It is my further contention that the cumulative impact of all of these “rules” has caused a practice environment that I would describe as “scared” since there are way too many of them and they are often at odds with licensure and even more often conflict within different payors-thus causing more and more time to be spent discerning.  While I understand the “default” portion to just “follow medicare rules on all patients”, I think that is a disturbing trend.  All of this results in significant time in over documentation, time calculation, and coding interpretation that takes away from patient care. I would invite you to view a presentation that I first saw at TED last year by Barry Schwartz who powerfully argues how often rules fail us.  This point was driven home to me recently when I was reminded by medical providers how liberating their experience in oversees medical missions where they are unbounded by onerous regulations. 

The unintended consequence and overall impact of all this has transitioned our practice to an arbitrary salary cap, a “billable” minute service time unit that is incredibly restricting, and an on-going reduction in the ability of a PT to use their professional judgment at the same time that PT’s are now going to school for 7 years and receiving a doctorate (keep in mind that outpatient PT is less than 1% of the medicare budget) .  We have published in a previous post through the use of independent benchmark data that shows if a practice saw 100% medicare patients that the max earnings on a PT is about 70k.  Can you imagine what it is in states where routinely the reimbursement is about 60% of medicare?  States that are the most regulated (sorry New York) also have the lowest reimbursed rates. I don’t think this is coincidental but the accumulation of devaluing our services and reducing them to a set of “do’s and don’t’s”.  I don’t know of any “doctoring profession” that takes away the ability to use discretion and professional judgment the way we do in PT.   My colleagues in NY tell me that the average PT has to see 16–25 patients per day without the use of extenders to remain viable. Isn’t that a little concerning on quality care? Many in that state are adamant that they should not “true up” their practice act with the model practice act or with essentially all other states which allow for extenders.  Their claim is that this is unbecoming of a PT to use support personnel, demeaning to the profession, and other emotional arguments that at the end of the day basically reflect that PT’s are incapable of using their brains and use of discretion concerning clinical reasoning, delegation, supervision, and direction of services.  Isn’t it at least a little odd that in environments like the military and sports medicine, where direct 3rd party reimbursement is not of concern and outcome is of most critical importance that they liberally use support personnel under the direction of a PT (and those environments have a very high percent of board certified specialists, published research, and residency trained PT’s) .  We are seeing great examples of PT’s teaching rehabilitation techs in Haiti right now of basic procedures and interventions since there are clearly not enough PT’s to go around such devastation.  Do the same PT’s that think PT’s should never use extenders likewise see these unlicensed rehab techs as demeaning to our profession?
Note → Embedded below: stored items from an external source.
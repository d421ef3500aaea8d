use std::collections::BTreeMap;

use serde::Serialize;
use serde_yaml::Value as Yaml;
use tracing::debug;

/// A front-matter value as the query layer sees it. Everything is kept as
/// text; nothing is type-coerced.
#[derive(Debug, Clone, PartialEq, Serialize)]
#[serde(untagged)]
pub enum FieldValue {
    Text(String),
    List(Vec<String>),
    Records(Vec<BTreeMap<String, String>>),
}

impl FieldValue {
    /// Every string inside the value.
    pub fn texts(&self) -> Vec<&str> {
        match self {
            FieldValue::Text(text) => vec![text.as_str()],
            FieldValue::List(items) => items.iter().map(String::as_str).collect(),
            FieldValue::Records(records) => records
                .iter()
                .flat_map(|r| r.values().map(String::as_str))
                .collect(),
        }
    }
}

#[derive(Debug, Clone, Copy, PartialEq, Eq, Serialize)]
#[serde(rename_all = "lowercase")]
pub enum FrontMatterFormat {
    Yaml,
    /// Line-oriented `key: value` fallback for files that are not valid YAML.
    Legacy,
}

#[derive(Debug, Clone, PartialEq, Serialize)]
pub struct Relationship {
    #[serde(rename = "type")]
    pub kind: String,
    pub source: String,
    pub target: String,
}

#[derive(Debug, Clone, PartialEq, Serialize)]
pub struct FrontMatter {
    pub fields: BTreeMap<String, FieldValue>,
    pub format: FrontMatterFormat,
}

impl FrontMatter {
    pub fn get(&self, key: &str) -> Option<&FieldValue> {
        self.fields.get(key)
    }

    /// Scalar value of `key`, if it is one and is not blank.
    pub fn text(&self, key: &str) -> Option<&str> {
        match self.fields.get(key) {
            Some(FieldValue::Text(text)) if !text.trim().is_empty() => Some(text.as_str()),
            _ => None,
        }
    }

    /// List value of `key`. A scalar counts as a one-item list.
    pub fn list(&self, key: &str) -> Vec<String> {
        match self.fields.get(key) {
            Some(FieldValue::List(items)) => items.clone(),
            Some(FieldValue::Text(text)) if !text.trim().is_empty() => vec![text.clone()],
            _ => Vec::new(),
        }
    }

    /// Display name: `name`, or `title` for meetings.
    pub fn display_name(&self) -> Option<&str> {
        self.text("name").or_else(|| self.text("title"))
    }

    pub fn relationships(&self) -> Vec<Relationship> {
        let Some(FieldValue::Records(records)) = self.fields.get("relationships") else {
            return Vec::new();
        };
        records
            .iter()
            .filter_map(|r| {
                Some(Relationship {
                    kind: r.get("type")?.clone(),
                    source: r.get("source")?.clone(),
                    target: r.get("target")?.clone(),
                })
            })
            .collect()
    }
}

/// Split a markdown file into its front matter and body. The file must open
/// with a `---` line and the block must be closed by another `---` line.
///
/// The block is read as YAML. If that fails, each line is split on its
/// first colon instead: values stay raw trimmed strings (quotes included),
/// `[a, b]` becomes a list, and nested or multi-line values are lost. Values
/// read through that fallback do not always match what was written.
pub fn parse_front_matter(text: &str) -> Option<(FrontMatter, String)> {
    let (block, body) = split_block(text)?;

    let front = match serde_yaml::from_str::<Yaml>(block) {
        Ok(Yaml::Mapping(mapping)) => FrontMatter {
            fields: mapping
                .into_iter()
                .filter_map(|(k, v)| Some((scalar(&k)?, field(v))))
                .collect(),
            format: FrontMatterFormat::Yaml,
        },
        Ok(_) => legacy(block),
        Err(e) => {
            debug!(error = %e, "Front matter is not YAML, using line parser");
            legacy(block)
        }
    };

    Some((front, body.to_string()))
}

fn split_block(text: &str) -> Option<(&str, &str)> {
    let rest = text.strip_prefix("---")?;
    let rest = rest.strip_prefix("\r\n").or_else(|| rest.strip_prefix('\n'))?;

    let mut offset = 0;
    for line in rest.split_inclusive('\n') {
        if line.trim_end() == "---" {
            let body = &rest[offset + line.len()..];
            return Some((&rest[..offset], body.trim_start_matches(['\r', '\n'])));
        }
        offset += line.len();
    }
    None
}

fn scalar(value: &Yaml) -> Option<String> {
    match value {
        Yaml::String(s) => Some(s.clone()),
        Yaml::Number(n) => Some(n.to_string()),
        Yaml::Bool(b) => Some(b.to_string()),
        Yaml::Null => Some(String::new()),
        _ => None,
    }
}

fn field(value: Yaml) -> FieldValue {
    match value {
        Yaml::Sequence(items) if items.iter().all(|i| matches!(i, Yaml::Mapping(_))) && !items.is_empty() => {
            FieldValue::Records(items.into_iter().filter_map(record).collect())
        }
        Yaml::Sequence(items) => FieldValue::List(items.iter().filter_map(scalar).collect()),
        Yaml::Mapping(_) => FieldValue::Records(record(value).into_iter().collect()),
        Yaml::Tagged(tagged) => field(tagged.value),
        other => FieldValue::Text(scalar(&other).unwrap_or_default()),
    }
}

fn record(value: Yaml) -> Option<BTreeMap<String, String>> {
    let Yaml::Mapping(mapping) = value else {
        return None;
    };
    Some(
        mapping
            .iter()
            .filter_map(|(k, v)| Some((scalar(k)?, scalar(v)?)))
            .collect(),
    )
}

fn legacy(block: &str) -> FrontMatter {
    let mut fields = BTreeMap::new();

    for line in block.lines() {
        let Some((key, value)) = line.split_once(':') else {
            continue;
        };
        let key = key.trim();
        if key.is_empty() {
            continue;
        }
        let value = value.trim();

        let parsed = match value.strip_prefix('[').and_then(|v| v.strip_suffix(']')) {
            Some(inner) => FieldValue::List(
                inner
                    .split(',')
                    .map(|item| item.trim().trim_matches(['\'', '"']).to_string())
                    .filter(|item| !item.is_empty())
                    .collect(),
            ),
            None => FieldValue::Text(value.to_string()),
        };
        fields.insert(key.to_string(), parsed);
    }

    FrontMatter {
        fields,
        format: FrontMatterFormat::Legacy,
    }
}
use regex::Regex;
use std::sync::LazyLock;

static DISALLOWED: LazyLock<Regex> = LazyLock::new(|| Regex::new(r"[^\w\s-]").expect("static regex"));
static WHITESPACE: LazyLock<Regex> = LazyLock::new(|| Regex::new(r"\s+").expect("static regex"));

/// Longest slug in bytes, well under the usual 255-byte file name limit.
pub const MAX_SLUG_BYTES: usize = 120;

/// Slug for names with no usable characters, e.g. `"???"`.
pub const FALLBACK_SLUG: &str = "untitled";

/// Filesystem-safe identifier for a display name: lowercase, drop anything
/// outside word/whitespace/hyphen, whitespace runs become one hyphen, no
/// leading or trailing hyphens. Long slugs are cut at [`MAX_SLUG_BYTES`] and
/// an empty result becomes [`FALLBACK_SLUG`]. Different names may map to the
/// same slug.
pub fn slugify(name: &str) -> String {
    let lowered = name.to_lowercase();
    let kept = DISALLOWED.replace_all(&lowered, "");
    let hyphenated = WHITESPACE.replace_all(&kept, "-");

    let mut end = 0;
    for (i, c) in hyphenated.char_indices() {
        if i + c.len_utf8() > MAX_SLUG_BYTES {
            break;
        }
        end = i + c.len_utf8();
    }
    let slug = hyphenated[..end].trim_matches('-');
    if slug.is_empty() {
        FALLBACK_SLUG.to_string()
    } else {
        slug.to_string()
    }
}

/// Meeting files are keyed on the first 50 characters of the title.
pub fn meeting_slug(title: &str) -> String {
    let head: String = title.chars().take(50).collect();
    slugify(&head)
}

/// `[[slug|Display Name]]`
pub fn wiki_link(name: &str) -> String {
    format!("[[{}|{}]]", slugify(name), name)
}
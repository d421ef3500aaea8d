pub mod artifact;
pub mod layout;
pub mod reader;

pub use artifact::Artifact;
pub use layout::{DocumentKind, InputLayout, SourceDocument};
pub use reader::{FileReader, ReadError};

use tracing::debug;

/// Read one discovered document into an artifact.
pub async fn ingest_file(reader: &FileReader, doc: &SourceDocument) -> Result<Artifact, ReadError> {
    let text = reader.read(&doc.path).await?;
    debug!(path = ?doc.path, kind = doc.kind.label(), chars = text.chars().count(), "Read document");

    Ok(Artifact::new(doc.path.clone(), doc.kind, text))
}

#[cfg(test)]
mod tests {
    use super::*;

    #[tokio::test]
    async fn test_ingest_file() {
        let dir = tempfile::tempdir().unwrap();
        let path = dir.path().join("sync 2025.md");
        std::fs::write(&path, "Weekly sync with Jane").unwrap();

        let doc = SourceDocument {
            path: path.clone(),
            kind: DocumentKind::MeetingNotes,
        };
        let artifact = ingest_file(&FileReader::default(), &doc).await.unwrap();

        assert_eq!(artifact.kind, DocumentKind::MeetingNotes);
        assert_eq!(artifact.text, "Weekly sync with Jane");
        assert_eq!(artifact.temporal_context.as_deref(), Some("2025"));
    }
}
Some further examples of practices paralyzed in their attempt to follow the rules:

PT’s who don’t bill for all they do under the mistaken view that that they are being “nice” or not at risk for compliance problems. 

Applying medicare's superimposed rules to all payors and believing that all care has to be 100% direct on one one between a licensed PT or PTA and a patient (by the way, if that is your belief that is fine but please stop telling everybody who doesn’t follow your belief that they are not ethical)

On non-medicare patients, not using support personnel on any aspect of patient care because of the mistaken belief that AMA CPT codes don’t allow it and that the codes trump state practice acts and licensure

Counter-intuitive definitions for things like “group therapy” including bizarre scenarios of what you have to bill when you have a medicare and a non medicare patient having overlapping times

Not billing manual therapy if it is less than 8 minutes

State associations not trying to make modifications to their practice acts under the very strange belief that opening them puts them at risk for losing certain privileges

If my crook satire post results in PT’s being less “scared” in their clinic environment, charging for exactly what we do, not signing contracts below cost, and creates movement towards ending further regulation and rolling back existing ones that impair patient care then it will have been successful.  Judging by the many emails that it did in fact both strike a nerve and made people laugh, I deem it already successful!  We should deliberate and debate these issues openly in the hopes that it drives real change.

Lastly, I obviously don’t believe that all PT’s are crooks.  Like any profession, there is a very small minority that ignore the rules and an even smaller minority that blatantly practice against them and commit fraud. I don’t think it is helpful for the overwhelming majority of PT’s who follow “the rules” to get more “rules” simply because of the vocal minority.  We have “regulation fatigue” and should be resisting further changes and fighting to ratchet back the many we currently have.

thoughts?

larry@physicaltherapist.com

January 27, 2010

All Physical Therapists are Crooks-My New Business

I have decided to start a new business.  It’s sole purpose is to incite fear in the minds of physical therapists so that they will buy my services. It’s a proven business model.  Here is my plan:

I will offer a coding and compliance course for PT’s throughout the U.S. which of course is necessary cause PT’s are too stupid to know how to read coding and compliance manuals.  Since they are too stupid to read the manuals, I will convince them that they are crooks who don’t follow the rules.

I will then:

Repeat often and to everyone that all PT’s are crooks

Cite as evidence that “all PT’s are crooks” my experience in working with insurance companies and the government and discovering fraudulent documentation and coding 100% of the time.   I will make the claim that the greatest rise in state penitentiaries is PT incarceration for not following the rules

Detail malicious fraudulent cases as evidence that all PT’s are crooks even though the acts were pre-meditated and included things like billing dead people.  I will convince PT’s that they have to attend my workshop which I will further by appearance act as though my position is “endorsed” by PT national association and all states

Frequently remind and confuse PT’s that they are stupid by saying things like “this isn’t just a medicare rule, it is CPT code definition”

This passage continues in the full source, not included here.